Afin d’apporter des éléments de réponse à nos interrogations, et d’infirmer ou de confirmer nos hypothèses, nous avons décidé de nous baser sur la comparaison des résultats et informations contenus dans les bilans neuropsychologiques du dossier médical des patients (bilans préalables à leur entrée au centre de réinsertion professionnelle) à ceux obtenus par une évaluation écologique réalisée à l’aide de la BADS et du questionnaire DEX (présentés précédemment). Notre interprétation des résultats obtenus à la BADS pourra se faire d’après les travaux cités précédemment, notamment la version en cours de validation en français (Allain et al., 2004).
L’interprétation des résultats au DEX sera un support de réflexion clinique sur la qualité de la conscience et de la représentation des troubles des participants en comparant d’une part les scores totaux entre auto-évaluation et hétéro-évaluation, et en analysant les items recueillant un score de  ou plus (sur 4) sur l’échelle de Lickert lors de l’hétéro-évaluation.
L’évaluation était réalisée en une séance d’une heure environ, qui faisait suite à une première entrevue où une présentation générale des objectifs de la présente étude était fournie et qui permettait de recueillir le consentement des participants sur la base du volontariat (et conditions d’inclusion). Les participants commençaient par remplir la version auto-évaluation du questionnaire DEX, puis les 6 subtests de la BADS étaient administrés dans l’ordre de présentation du manuel. La référente institutionnelle des participants, qui les encadre et se trouve à leur contact plusieurs heures par jour durant toute la durée de leur stage au centre (de 3 à 6 mois), était en parallèle chargée de remplir la version hétéro-évaluation du questionnaire.
Nous présentons nos résultats ci-dessous sous la forme d’études de cas regroupées en deux parties distinctes : premièrement le cas d’une personne victime d’untraumatisme crânien léger, puis dans une deuxième partie les cas de deux personnes victimes de traumatismes crâniens graves.

Traumatisme crânien léger

Étude de cas n°1 : Monsieur X

Présentation

Monsieur X. est un homme de 34 ans. Il est d’origine nord africaine et parfaitement bilingue.
Il a un niveau baccalauréat, a fait une formation dans la police et est devenu surveillant de prison. Il fait également une formation de technicien froid et climatisation. Il s’est ensuite marié avec une française et a travaillé plusieurs années comme frigoriste en France.
Il a été victime d’un traumatisme crânien léger suite à une chute de 4 mètres (accident de travail) avec un score à l’admission de 15 à l’échelle de Glasgow.Au scanner, il est observé une fracture du rocher droit, et une lésion frontale droite associée à une hémorragie sous arachnoïdienne traumatique homolatérale.
Actuellement, il ne présente pas de difficulté sur le plan de la gestion du quotidien. Il vit en couple et a une petite fille de 9 mois. Il reste cependant gêné par des douleurs (dos et céphalées) qui accentuent des difficultés comportementales post traumatiques de type impulsivité, impatience, se répercutant sur sa vie personnelle. Malgré une évolution favorable et une bonne récupération, il évoque une fluctuation de l’humeur, marquée par des ruminations, des préoccupations concernant ses douleurs et son avenir. Il est bien conscient de ses difficultés et de sa fatigabilité. Il se plaint d’oublis (gaz, courses, rendez vous…) et d’impulsivité.

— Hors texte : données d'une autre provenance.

impl<'ctx> Ast<'ctx> {
    /// Take a reference to an expression handed to us as a raw
    /// pointer, e.g. across the C interface.
    ///
    /// # Safety
    ///
    /// `z3_ast` must be a live, non-null expression belonging to `ctx`.
    pub unsafe fn from_raw(ctx: &'ctx Context, z3_ast: Z3_ast) -> Self {
        Z3_inc_ref(ctx.z3_ctx, z3_ast);
        Ast { z3_ast, ctx }
    }

    /// Give up this handle without releasing its reference, so the
    /// returned pointer stays valid for as long as the context lives.
    pub fn into_raw(self) -> Z3_ast {
        let z3_ast = self.z3_ast;
        std::mem::forget(self);
        z3_ast
    }

    pub fn as_raw(&self) -> Z3_ast {
        self.z3_ast
    }

    pub fn context(&self) -> &'ctx Context {
        self.ctx
    }

    pub fn mk_bv_u64(ctx: &'ctx Context, sz: u32, bits: u64) -> Self {
        unsafe {
            let sort = Sort::new(ctx, Ty::BitVec(sz));
            let z3_ast = Z3_mk_unsigned_int64(ctx.z3_ctx, bits, sort.z3_sort);
            Z3_inc_ref(ctx.z3_ctx, z3_ast);
            Ast { z3_ast, ctx }
        }
    }

    pub fn mk_bool(ctx: &'ctx Context, b: bool) -> Self {
        unsafe {
            let z3_ast = if b { Z3_mk_true(ctx.z3_ctx) } else { Z3_mk_false(ctx.z3_ctx) };
            Z3_inc_ref(ctx.z3_ctx, z3_ast);
            Ast { z3_ast, ctx }
        }
    }

    /// Declare a constant named `name` of type `ty`.
    pub fn mk_const(ctx: &'ctx Context, name: &str, ty: Ty) -> Result<Self, Error> {
        let name = CString::new(name).map_err(|_| Error::InvalidName(name.to_string()))?;
        unsafe {
            let sort = Sort::new(ctx, ty);
            let sym = Z3_mk_string_symbol(ctx.z3_ctx, name.as_ptr());
            let z3_ast = Z3_mk_const(ctx.z3_ctx, sym, sort.z3_sort);
            Z3_inc_ref(ctx.z3_ctx, z3_ast);
            Ok(Ast { z3_ast, ctx })
        }
    }

    /// Declare a constant with a numeric symbol, printed by Z3 as `k!n`.
    pub fn mk_fresh(ctx: &'ctx Context, v: u32, ty: Ty) -> Self {
        unsafe {
            let sort = Sort::new(ctx, ty);
            let sym = Z3_mk_int_symbol(ctx.z3_ctx, v as c_int);
            let z3_ast = Z3_mk_const(ctx.z3_ctx, sym, sort.z3_sort);
            Z3_inc_ref(ctx.z3_ctx, z3_ast);
            Ast { z3_ast, ctx }
        }
    }

    pub fn ty(&self) -> Option<Ty> {
        unsafe {
            let z3_ctx = self.ctx.z3_ctx;
            let sort = Z3_get_sort(z3_ctx, self.z3_ast);
            Z3_inc_ref(z3_ctx, Z3_sort_to_ast(z3_ctx, sort));
            let ty = match Z3_get_sort_kind(z3_ctx, sort) {
                SortKind::Bool => Some(Ty::Bool),
                SortKind::BV => Some(Ty::BitVec(Z3_get_bv_sort_size(z3_ctx, sort))),
                _ => None,
            };
            Z3_dec_ref(z3_ctx, Z3_sort_to_ast(z3_ctx, sort));
            ty
        }
    }

    /// The width of a bitvector expression, or `None` for anything
    /// that is not a bitvector.
    pub fn width(&self) -> Option<u32> {
        match self.ty() {
            Some(Ty::BitVec(sz)) => Some(sz),
            _ => None,
        }
    }

    pub fn is_bool(&self) -> bool {
        self.ty() == Some(Ty::Bool)
    }

    /// Returns `Some(b)` if this expression is literally `true` or `false`.
    pub fn as_bool(&self) -> Option<bool> {
        let value = unsafe { Z3_get_bool_value(self.ctx.z3_ctx, self.z3_ast) };
        if value == Z3_L_TRUE {
            Some(true)
        } else if value == Z3_L_FALSE {
            Some(false)
        } else {
            None
        }
    }

    /// The value of a bitvector numeral of at most 64 bits.
    pub fn as_u64(&self) -> Option<u64> {
        unsafe {
            if !Z3_is_numeral_ast(self.ctx.z3_ctx, self.z3_ast) {
                return None;
            }
        }
        self.get_numeral_u64().ok()
    }

    fn get_numeral_u64(&self) -> Result<u64, ErrorCode> {
        let mut v: u64 = 0;
        unsafe {
            if Z3_get_numeral_uint64(self.ctx.z3_ctx, self.z3_ast, &mut v) {
                Ok(v)
            } else {
                Err(Z3_get_error_code(self.ctx.z3_ctx))
            }
        }
    }

    pub fn simplify(&self) -> Self {
        z3_unary_op!(Z3_simplify, self)
    }

    pub fn extract(&self, hi: u32, lo: u32) -> Self {
        unsafe {
            let z3_ast = Z3_mk_extract(self.ctx.z3_ctx, hi, lo, self.z3_ast);
            Z3_inc_ref(self.ctx.z3_ctx, z3_ast);
            Ast { z3_ast, ctx: self.ctx }
        }
    }

    pub fn zero_extend(&self, i: u32) -> Self {
        unsafe {
            let z3_ast = Z3_mk_zero_ext(self.ctx.z3_ctx, i, self.z3_ast);
            Z3_inc_ref(self.ctx.z3_ctx, z3_ast);
            Ast { z3_ast, ctx: self.ctx }
        }
    }

    pub fn sign_extend(&self, i: u32) -> Self {
        unsafe {
            let z3_ast = Z3_mk_sign_ext(self.ctx.z3_ctx, i, self.z3_ast);
            Z3_inc_ref(self.ctx.z3_ctx, z3_ast);
            Ast { z3_ast, ctx: self.ctx }
        }
    }

    pub fn mk_not(&self) -> Self {
        z3_unary_op!(Z3_mk_not, self)
    }

    pub fn mk_eq(&self, rhs: &Ast<'ctx>) -> Self {
        z3_binary_op!(Z3_mk_eq, self, rhs)
    }

    pub fn mk_and(&self, rhs: &Ast<'ctx>) -> Self {
        unsafe {
            let z3_ast = Z3_mk_and(self.ctx.z3_ctx, 2, [self.z3_ast, rhs.z3_ast].as_ptr());
            Z3_inc_ref(self.ctx.z3_ctx, z3_ast);
            Ast { z3_ast, ctx: self.ctx }
        }
    }

    pub fn mk_or(&self, rhs: &Ast<'ctx>) -> Self {
        unsafe {
            let z3_ast = Z3_mk_or(self.ctx.z3_ctx, 2, [self.z3_ast, rhs.z3_ast].as_ptr());
            Z3_inc_ref(self.ctx.z3_ctx, z3_ast);
            Ast { z3_ast, ctx: self.ctx }
        }
    }

    pub fn mk_bvnot(&self) -> Self {
        z3_unary_op!(Z3_mk_bvnot, self)
    }

    pub fn mk_bvand(&self, rhs: &Ast<'ctx>) -> Self {
        z3_binary_op!(Z3_mk_bvand, self, rhs)
    }

    pub fn mk_bvor(&self, rhs: &Ast<'ctx>) -> Self {
        z3_binary_op!(Z3_mk_bvor, self, rhs)
    }

    pub fn mk_bvxor(&self, rhs: &Ast<'ctx>) -> Self {
        z3_binary_op!(Z3_mk_bvxor, self, rhs)
    }

    pub fn mk_bvadd(&self, rhs: &Ast<'ctx>) -> Self {
        z3_binary_op!(Z3_mk_bvadd, self, rhs)
    }

    pub fn mk_bvsub(&self, rhs: &Ast<'ctx>) -> Self {
        z3_binary_op!(Z3_mk_bvsub, self, rhs)
    }

    pub fn mk_bvmul(&self, rhs: &Ast<'ctx>) -> Self {
        z3_binary_op!(Z3_mk_bvmul, self, rhs)
    }

    pub fn mk_bvudiv(&self, rhs: &Ast<'ctx>) -> Self {
        z3_binary_op!(Z3_mk_bvudiv, self, rhs)
    }

    pub fn mk_bvsdiv(&self, rhs: &Ast<'ctx>) -> Self {
        z3_binary_op!(Z3_mk_bvsdiv, self, rhs)
    }

    pub fn mk_bvurem(&self, rhs: &Ast<'ctx>) -> Self {
        z3_binary_op!(Z3_mk_bvurem, self, rhs)
    }

    pub fn mk_bvsrem(&self, rhs: &Ast<'ctx>) -> Self {
        z3_binary_op!(Z3_mk_bvsrem, self, rhs)
    }

    pub fn mk_bvult(&self, rhs: &Ast<'ctx>) -> Self {
        z3_binary_op!(Z3_mk_bvult, self, rhs)
    }

    pub fn mk_bvslt(&self, rhs: &Ast<'ctx>) -> Self {
        z3_binary_op!(Z3_mk_bvslt, self, rhs)
    }

    pub fn mk_bvule(&self, rhs: &Ast<'ctx>) -> Self {
        z3_binary_op!(Z3_mk_bvule, self, rhs)
    }

    pub fn mk_bvsle(&self, rhs: &Ast<'ctx>) -> Self {
        z3_binary_op!(Z3_mk_bvsle, self, rhs)
    }

    pub fn mk_bvuge(&self, rhs: &Ast<'ctx>) -> Self {
        z3_binary_op!(Z3_mk_bvuge, self, rhs)
    }

    pub fn mk_bvsge(&self, rhs: &Ast<'ctx>) -> Self {
        z3_binary_op!(Z3_mk_bvsge, self, rhs)
    }

    pub fn mk_bvugt(&self, rhs: &Ast<'ctx>) -> Self {
        z3_binary_op!(Z3_mk_bvugt, self, rhs)
    }

    pub fn mk_bvsgt(&self, rhs: &Ast<'ctx>) -> Self {
        z3_binary_op!(Z3_mk_bvsgt, self, rhs)
    }

    pub fn mk_bvshl(&self, rhs: &Ast<'ctx>) -> Self {
        z3_binary_op!(Z3_mk_bvshl, self, rhs)
    }

    pub fn mk_bvlshr(&self, rhs: &Ast<'ctx>) -> Self {
        z3_binary_op!(Z3_mk_bvlshr, self, rhs)
    }

    pub fn mk_bvashr(&self, rhs: &Ast<'ctx>) -> Self {
        z3_binary_op!(Z3_mk_bvashr, self, rhs)
    }

    /// `self` becomes the most significant part of the result.
    pub fn mk_concat(&self, rhs: &Ast<'ctx>) -> Self {
        z3_binary_op!(Z3_mk_concat, self, rhs)
    }
}

#[derive(Clone, Copy, Debug, PartialEq, Eq)]
pub enum SmtResult {
    Sat,
    Unsat,
    Unknown,
}

use SmtResult::*;

impl SmtResult {
    fn from_lbool(result: Z3_lbool) -> Self {
        if result == Z3_L_TRUE {
            Sat
        } else if result == Z3_L_FALSE {
            Unsat
        } else {
            Unknown
        }
    }

    pub fn is_sat(self) -> bool {
        self == Sat
    }

    pub fn is_unsat(self) -> bool {
        self == Unsat
    }
}

/// An incremental Z3 solver. Assertions accumulate until they are
/// discarded by leaving a [`SolverScope`].
///
/// ```
/// # use symrt_lib::smt::*;
/// let cfg = Config::new();
/// let ctx = Context::new(cfg);
/// let mut solver = Solver::new(&ctx);
/// let x = Ast::mk_fresh(&ctx, 0, Ty::Bool);
/// solver.assert(&x);
/// {
///     let mut scope = solver.scope();
///     scope.assert(&x.mk_not());
///     assert!(scope.check_sat() == SmtResult::Unsat)
/// }
/// assert!(solver.check_sat() == SmtResult::Sat)
/// ```
pub struct Solver<'ctx> {
    z3_solver: Z3_solver,
    ctx: &'ctx Context,
}

impl<'ctx> Drop for Solver<'ctx> {
    fn drop(&mut self) {
        unsafe {
            Z3_solver_dec_ref(self.ctx.z3_ctx, self.z3_solver);
        }
    }
}

impl<'ctx> Solver<'ctx> {
    pub fn new(ctx: &'ctx Context) -> Self {
        unsafe {
            let z3_solver = Z3_mk_simple_solver(ctx.z3_ctx);
            Z3_solver_inc_ref(ctx.z3_ctx, z3_solver);
            Solver { ctx, z3_solver }
        }
    }

    pub fn context(&self) -> &'ctx Context {
        self.ctx
    }

    pub fn assert(&mut self, ast: &Ast<'ctx>) {
        unsafe {
            Z3_solver_assert(self.ctx.z3_ctx, self.z3_solver, ast.z3_ast);
        }
    }

    pub fn check_sat(&mut self) -> SmtResult {
        unsafe { SmtResult::from_lbool(Z3_solver_check(self.ctx.z3_ctx, self.z3_solver)) }
    }

    /// Check satisfiability of the current assertions together with
    /// `ast`, without asserting it.
    pub fn check_sat_with(&mut self, ast: &Ast<'ctx>) -> SmtResult {
        unsafe {
            SmtResult::from_lbool(Z3_solver_check_assumptions(self.ctx.z3_ctx, self.z3_solver, 1, &ast.z3_ast))
        }
    }

    /// Open a backtracking point. Everything asserted through the
    /// returned scope is retracted when it is dropped.
    pub fn scope(&mut self) -> SolverScope<'_, 'ctx> {
        unsafe { Z3_solver_push(self.ctx.z3_ctx, self.z3_solver) }
        SolverScope { solver: self }
    }

    pub fn num_scopes(&self) -> u32 {
        unsafe { Z3_solver_get_num_scopes(self.ctx.z3_ctx, self.z3_solver) }
    }

    pub fn num_assertions(&self) -> u32 {
        unsafe {
            let z3_ctx = self.ctx.z3_ctx;
            let assertions = Z3_solver_get_assertions(z3_ctx, self.z3_solver);
            Z3_ast_vector_inc_ref(z3_ctx, assertions);
            let n = Z3_ast_vector_size(z3_ctx, assertions);
            Z3_ast_vector_dec_ref(z3_ctx, assertions);
            n
        }
    }
}

impl<'ctx> fmt::Display for Solver<'ctx> {
    fn fmt(&self, f: &mut fmt::Formatter<'_>) -> fmt::Result {
        let s = unsafe { CStr::from_ptr(Z3_solver_to_string(self.ctx.z3_ctx, self.z3_solver)) };
        write!(f, "{}", s.to_string_lossy())
    }
}

/// A pushed solver frame, popped again on drop.
pub struct SolverScope<'a, 'ctx> {
    solver: &'a mut Solver<'ctx>,
}

impl<'a, 'ctx> Deref for SolverScope<'a, 'ctx> {
    type Target = Solver<'ctx>;

    fn deref(&self) -> &Solver<'ctx> {
        &*self.solver
    }
}

impl<'a, 'ctx> DerefMut for SolverScope<'a, 'ctx> {
    fn deref_mut(&mut self) -> &mut Solver<'ctx> {
        &mut *self.solver
    }
}

impl<'a, 'ctx> Drop for SolverScope<'a, 'ctx> {
    fn drop(&mut self) {
        unsafe { Z3_solver_pop(self.solver.ctx.z3_ctx, self.solver.z3_solver, 1) }
    }
}

/// Interface for extracting information from Z3 models. Model
/// generation has to be enabled on the [`Config`] used to create the
/// context, which [`crate::config::RuntimeConfig::z3_config`] does.
pub struct Model<'ctx> {
    z3_model: Z3_model,
    ctx: &'ctx Context,
}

Interprétations et discussion à propos du cas de Monsieur X

La BADS

Contrairement au bilan précédemment réalisé, nous ne retrouvons globalement pas de difficultés exécutives chez Monsieur X. En effet, il obtient un score global de 20/24 qui le situe dans la norme (entre 0 et + 1 SD). Cependant, lors de la restitution de ses résultats, présentés comme satisfaisants et encourageants dans l’ensemble, Monsieur X. a exprimé une importante variabilité de ses performances qu’il observait lui même assez fréquemment. Il a simplement expliqué ses bons résultats en indiquant qu’il avait été évalué « dans un bon jour » (description pouvant être en lien avec les fluctuations de l’humeur). Le bilan antérieur décrit dans ce sens des difficultés attentionnelles, troubles qui pouvent être assez fluctuants, qui ne sont pas directement évaluées à la BADS. Les difficultés de contrôle mises en évidence dans le bilan précédent ne sont pas retrouvées dans les scores des sous tests mettant en jeu cette fonction où il obtient le score maximum (test des 6 éléments et test des clés notamment). On remarque cependant qu’il a une légère tendance aux comportements impulsifs : il manipule immédiatement tous les objets présentéslors du test du programme d’action.
Le testing des limites révèle un autre fait important qui cettefois permet de faire le lien avec les résultats antérieurs : Monsieur X. se parle beaucoup à lui-même, il se maintient ainsi concentré et reste efficace. Le temps de planification très long enregistré (mais non pris en compte dans la cotation) pour la planification du test du zoo montre que ce type d’exercice semble cognitivement coûteux pour lui (il se parle pour s’empêcher de se précipiter, relit plusieurs fois les consignes…), cependant, le temps n’étant pas pris en compte dans cet exercice, sa stratégie reste bien adaptée à la situation. On pourrait résumer en disant que dans le cadre de notre évaluation il a réussi à bien compenser ses difficultés de contrôle grâce à l’emploi de stratégies qui se sont révélées adaptées.
Par ailleurs, nous remarquons que Monsieur X. obtient le score maximum dans tous les subtests sauf pour le subtest jugement temporel où il obtient la note minimum à savoir 0/4. Commel’indiquent Allain et al. (2004), des dissociations importantes sont souvent observées chez une même personne en fonction des différents tests. Nous soulignons tout de même que dans l’ensemble les ordres de grandeur sont conservés et aucune proposition véritablement aberrante n’estproduite par Monsieur X. Il convient de préciser également que le groupe de sujets contrôles d’Allain et al. (2004) a lui aussi été en difficulté dans ce subtest (moy de 1.6 et SD 0.6). Une nouvelle cotation de ce test tenant compte du respect ou non des ordres de grandeur des durées évaluées, permettrait peut être d’éviter cet « effet plancher ».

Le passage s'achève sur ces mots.